I picked Emma Bell Miles for my first sampler block. She haunts me for several reasons. She had a short life of trouble. Only surviving child of Yankee missionaries in the South after the Civil War, she never fit in with her parents' set, the poor mountaineers they evangelized, or the more prosperous "artistes" who may have stolen some of her work. She seems to me a sad shadow of her contemporary, Pearl Buck, who prospered in spite of her missionary parents and the difficult road they set her on.
I have copies of Miles' books, Spirit of the Mountains and Our Southern Birds, as well as Kay Baker Gaston's biography, Emma Bell Miles. I want to use images from these books in my sampler block.
These are "Web-ified" versions of the images I selected and scanned for my project. The first is a photo of Mrs.
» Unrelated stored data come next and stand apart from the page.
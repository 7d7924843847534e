use std::mem::size_of;
use std::ops::Range;

use bytemuck::{Pod, Zeroable};
use glam::Vec2;
use tilegrid_common::{
    BufferAllocator, BufferHandle, BufferKind, RenderError, Tile, TilemapData, TilemapMeta,
};

use crate::TileGrid;
use crate::autotile::AutoTileLayout;

/// Header of the tilemap storage buffer.
///
/// Byte layout of the whole buffer (little-endian, no padding):
///
/// ```text
/// offset  size  field
///      0     4  f32 tile_size.x
///      4     4  f32 tile_size.y
///      8     4  u32 grid_width
///     12     4  u32 sheet_width
///     16   8*n  n x { u32 sheet_pos, u32 grid_pos }
/// ```
///
/// `Pod` derivation fails to compile if either record gains implicit padding.
#[repr(C)]
#[derive(Debug, Clone, Copy, PartialEq, Pod, Zeroable)]
pub struct TilemapHeader {
    pub tile_size: [f32; 2],
    pub grid_width: u32,
    pub sheet_width: u32,
}

pub const TILEMAP_HEADER_SIZE: usize = size_of::<TilemapHeader>();
pub const TILE_STRIDE: usize = size_of::<Tile>();

/// Bytes a tilemap draw of `instances` tiles reads, checked against the
/// buffer's current data length.
pub fn check_tile_extent(instances: u32, data_len: u64) -> Result<u64, RenderError> {
    let needed = (TILEMAP_HEADER_SIZE + instances as usize * TILE_STRIDE) as u64;
    if data_len < needed {
        return Err(RenderError::OutOfRange {
            requested: needed,
            available: data_len,
        });
    }
    Ok(needed)
}

#[derive(Debug, Clone, PartialEq, Eq)]
enum Pending {
    /// Header or length changed; everything is rewritten.
    Full,
    /// Only these tile indices changed in place.
    Tiles(Range<usize>),
}

/// CPU-side mirror of the tilemap storage buffer.
///
/// Edits mark the buffer dirty; `upload` pushes the minimal set of bytes to
/// the allocator. Instance `i` of a tilemap draw renders `tiles()[i]`.
#[derive(Debug, Clone)]
pub struct TileBuffer {
    meta: TilemapMeta,
    tiles: Vec<Tile>,
    handle: Option<BufferHandle>,
    uploaded_len: usize,
    pending: Option<Pending>,
}

impl TileBuffer {
    /// Empty tile buffer with the given metadata.
    pub fn new(meta: TilemapMeta) -> Self {
        Self {
            meta,
            tiles: Vec::new(),
            handle: None,
            uploaded_len: 0,
            pending: Some(Pending::Full),
        }
    }

    pub fn from_data(data: &TilemapData) -> Result<Self, RenderError> {
        let mut buffer = Self::new(data.meta()?);
        buffer.tiles = data.tiles.clone();
        Ok(buffer)
    }

    /// Replace the full tile set and header.
    ///
    /// Rejects zero widths before touching any state. When only tile values
    /// differ, the next upload rewrites just the changed span.
    pub fn set_tiles(
        &mut self,
        tiles: Vec<Tile>,
        tile_size: Vec2,
        grid_width: u32,
        sheet_width: u32,
    ) -> Result<(), RenderError> {
        let meta = TilemapMeta::new(tile_size, grid_width, sheet_width)?;
        if meta == self.meta && tiles.len() == self.tiles.len() {
            let first = self.tiles.iter().zip(&tiles).position(|(a, b)| a != b);
            let last = self.tiles.iter().zip(&tiles).rposition(|(a, b)| a != b);
            if let (Some(first), Some(last)) = (first, last) {
                self.mark(Pending::Tiles(first..last + 1));
            }
        } else {
            self.mark(Pending::Full);
        }
        self.meta = meta;
        self.tiles = tiles;
        Ok(())
    }

    /// Rebuild from an editable grid: one tile per filled cell.
    pub fn sync_grid(
        &mut self,
        grid: &TileGrid,
        tile_size: Vec2,
        sheet_width: u32,
    ) -> Result<(), RenderError> {
        self.set_tiles(grid.to_tiles(), tile_size, grid.width(), sheet_width)
    }

    /// Rebuild from a grid with sheet cells picked from each cell's neighbours.
    pub fn sync_autotiled(
        &mut self,
        grid: &TileGrid,
        tile_size: Vec2,
        layout: &AutoTileLayout,
    ) -> Result<(), RenderError> {
        self.set_tiles(
            grid.to_autotiles(layout),
            tile_size,
            grid.width(),
            layout.sheet_width(),
        )
    }

    /// Overwrite one tile in place.
    pub fn set_tile(&mut self, index: usize, tile: Tile) -> Result<(), RenderError> {
        let available = self.tiles.len() as u64;
        let slot = self
            .tiles
            .get_mut(index)
            .ok_or(RenderError::OutOfRange {
                requested: index as u64,
                available,
            })?;
        if *slot != tile {
            *slot = tile;
            self.mark(Pending::Tiles(index..index + 1));
        }
        Ok(())
    }

    pub fn push_tile(&mut self, tile: Tile) {
        self.tiles.push(tile);
        self.mark(Pending::Full);
    }

    pub fn remove_tile(&mut self, index: usize) -> Result<Tile, RenderError> {
        if index >= self.tiles.len() {
            return Err(RenderError::OutOfRange {
                requested: index as u64,
                available: self.tiles.len() as u64,
            });
        }
        self.mark(Pending::Full);
        Ok(self.tiles.remove(index))
    }

    pub fn clear(&mut self) {
        if !self.tiles.is_empty() {
            self.tiles.clear();
            self.mark(Pending::Full);
        }
    }

    pub fn meta(&self) -> &TilemapMeta {
        &self.meta
    }

    pub fn tiles(&self) -> &[Tile] {
        &self.tiles
    }

    pub fn len(&self) -> usize {
        self.tiles.len()
    }

    pub fn is_empty(&self) -> bool {
        self.tiles.is_empty()
    }

    /// True when edits have been made since the last upload.
    pub fn is_dirty(&self) -> bool {
        self.pending.is_some()
    }

    /// Handle of the uploaded buffer, if any upload has happened.
    pub fn handle(&self) -> Option<BufferHandle> {
        self.handle
    }

    pub fn header(&self) -> TilemapHeader {
        TilemapHeader {
            tile_size: self.meta.tile_size().to_array(),
            grid_width: self.meta.grid_width(),
            sheet_width: self.meta.sheet_width(),
        }
    }

    /// Serializable snapshot of the current contents.
    pub fn data(&self) -> TilemapData {
        TilemapData {
            tile_size: self.meta.tile_size().to_array(),
            grid_width: self.meta.grid_width(),
            sheet_width: self.meta.sheet_width(),
            tiles: self.tiles.clone(),
        }
    }

    /// Packed bytes: header followed by the tile array.
    pub fn to_bytes(&self) -> Vec<u8> {
        let mut bytes = Vec::with_capacity(TILEMAP_HEADER_SIZE + self.tiles.len() * TILE_STRIDE);
        bytes.extend_from_slice(bytemuck::bytes_of(&self.header()));
        bytes.extend_from_slice(bytemuck::cast_slice(&self.tiles));
        bytes
    }

    /// Minimum GPU buffer size. A runtime-sized array binding needs room for
    /// at least one element, so an empty map still reserves one tile.
    pub fn gpu_size(&self) -> u64 {
        (TILEMAP_HEADER_SIZE + self.tiles.len().max(1) * TILE_STRIDE) as u64
    }

    /// Push pending edits to the allocator and return the buffer handle.
    ///
    /// Reallocates (growing to the next power of two) only when the packed
    /// size exceeds the current capacity. Re-uploading unchanged data is a
    /// no-op and leaves the buffer byte-identical.
    pub fn upload<A: BufferAllocator + ?Sized>(
        &mut self,
        alloc: &mut A,
    ) -> Result<BufferHandle, RenderError> {
        match (self.pending.clone(), self.handle) {
            (None, Some(handle)) => return Ok(handle),
            (Some(Pending::Tiles(range)), Some(handle)) => {
                let offset = (TILEMAP_HEADER_SIZE + range.start * TILE_STRIDE) as u64;
                alloc.write(
                    handle,
                    offset,
                    bytemuck::cast_slice(&self.tiles[range.clone()]),
                )?;
                tracing::debug!(
                    first = range.start,
                    count = range.len(),
                    "tile buffer partial upload"
                );
                self.pending = None;
                return Ok(handle);
            }
            _ => {}
        }

        let bytes = self.to_bytes();
        let required = self.gpu_size();
        let handle = match self.handle {
            Some(handle) if alloc.capacity(handle).is_some_and(|c| c >= required) => handle,
            old => {
                let capacity = required.next_power_of_two();
                let handle = alloc.allocate(BufferKind::Storage, "tilemap_data", capacity)?;
                if let Some(old) = old {
                    alloc.release(old);
                }
                tracing::debug!(capacity, "tile buffer allocated");
                self.uploaded_len = 0;
                self.handle = Some(handle);
                handle
            }
        };

        alloc.write(handle, 0, &bytes)?;
        if self.uploaded_len > bytes.len() {
            let stale = vec![0u8; self.uploaded_len - bytes.len()];
            alloc.write(handle, bytes.len() as u64, &stale)?;
        }
        alloc.set_data_len(handle, bytes.len() as u64)?;
        self.uploaded_len = bytes.len();
        self.pending = None;
        tracing::debug!(
            tiles = self.tiles.len(),
            bytes = bytes.len(),
            "tile buffer full upload"
        );
        Ok(handle)
    }

    /// Free the GPU buffer. The next upload allocates a fresh one.
    pub fn release<A: BufferAllocator + ?Sized>(&mut self, alloc: &mut A) {
        if let Some(handle) = self.handle.take() {
            alloc.release(handle);
        }
        self.uploaded_len = 0;
        self.pending = Some(Pending::Full);
    }

    fn mark(&mut self, change: Pending) {
        self.pending = match (self.pending.take(), change) {
            (Some(Pending::Full), _) | (_, Pending::Full) => Some(Pending::Full),
            (Some(Pending::Tiles(a)), Pending::Tiles(b)) => {
                Some(Pending::Tiles(a.start.min(b.start)..a.end.max(b.end)))
            }
            (None, tiles) => Some(tiles),
        };
    }
}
Miles, in her early thirties, taken in 1912. The picture is printed on the back cover of Ms. Gaston's biography. The second is the cover of Spirit of the Mountains, and the last two are from Our Southern Birds. The frontispiece is the painting of the Fox Sparrow, and the "Bird Map" is meant to teach descriptive terms to the young birders for whom the book was intended.
5 comments:
Wow - great blog - I'm going to have to go back and read your old posts. I havent heard of Emma Bell Miles - I'll have to read more. I was struck that the book cover had colours similar to Sharons colour challenge! looking forward to following your progess
Thanks, Paula! I'd told myself I didn't have any materials on hand that would let me work with that color scheme. It's unpredictable what color the fabric will turn once you iron the transfer material, but perhaps I'll be able to use the color scheme after all. I'm glad you pointed that out to me.
Like Paula, the first thing I noticed was the color of the book cover! This sounds wonderful!
Wow, she had some skillz!!! Thanks for sharing this, now (another "like Paula") I need to dig further into Emma Bell Miles' work.
You may be interested to know an Emma Bell Miles Celebration is planned for October 18, 2009 on Signal Mountain, TN (Walden's Ridge, Emma's home territory). There should be a website up in a few weeks regarding this. I would LOVE to see the quilt square.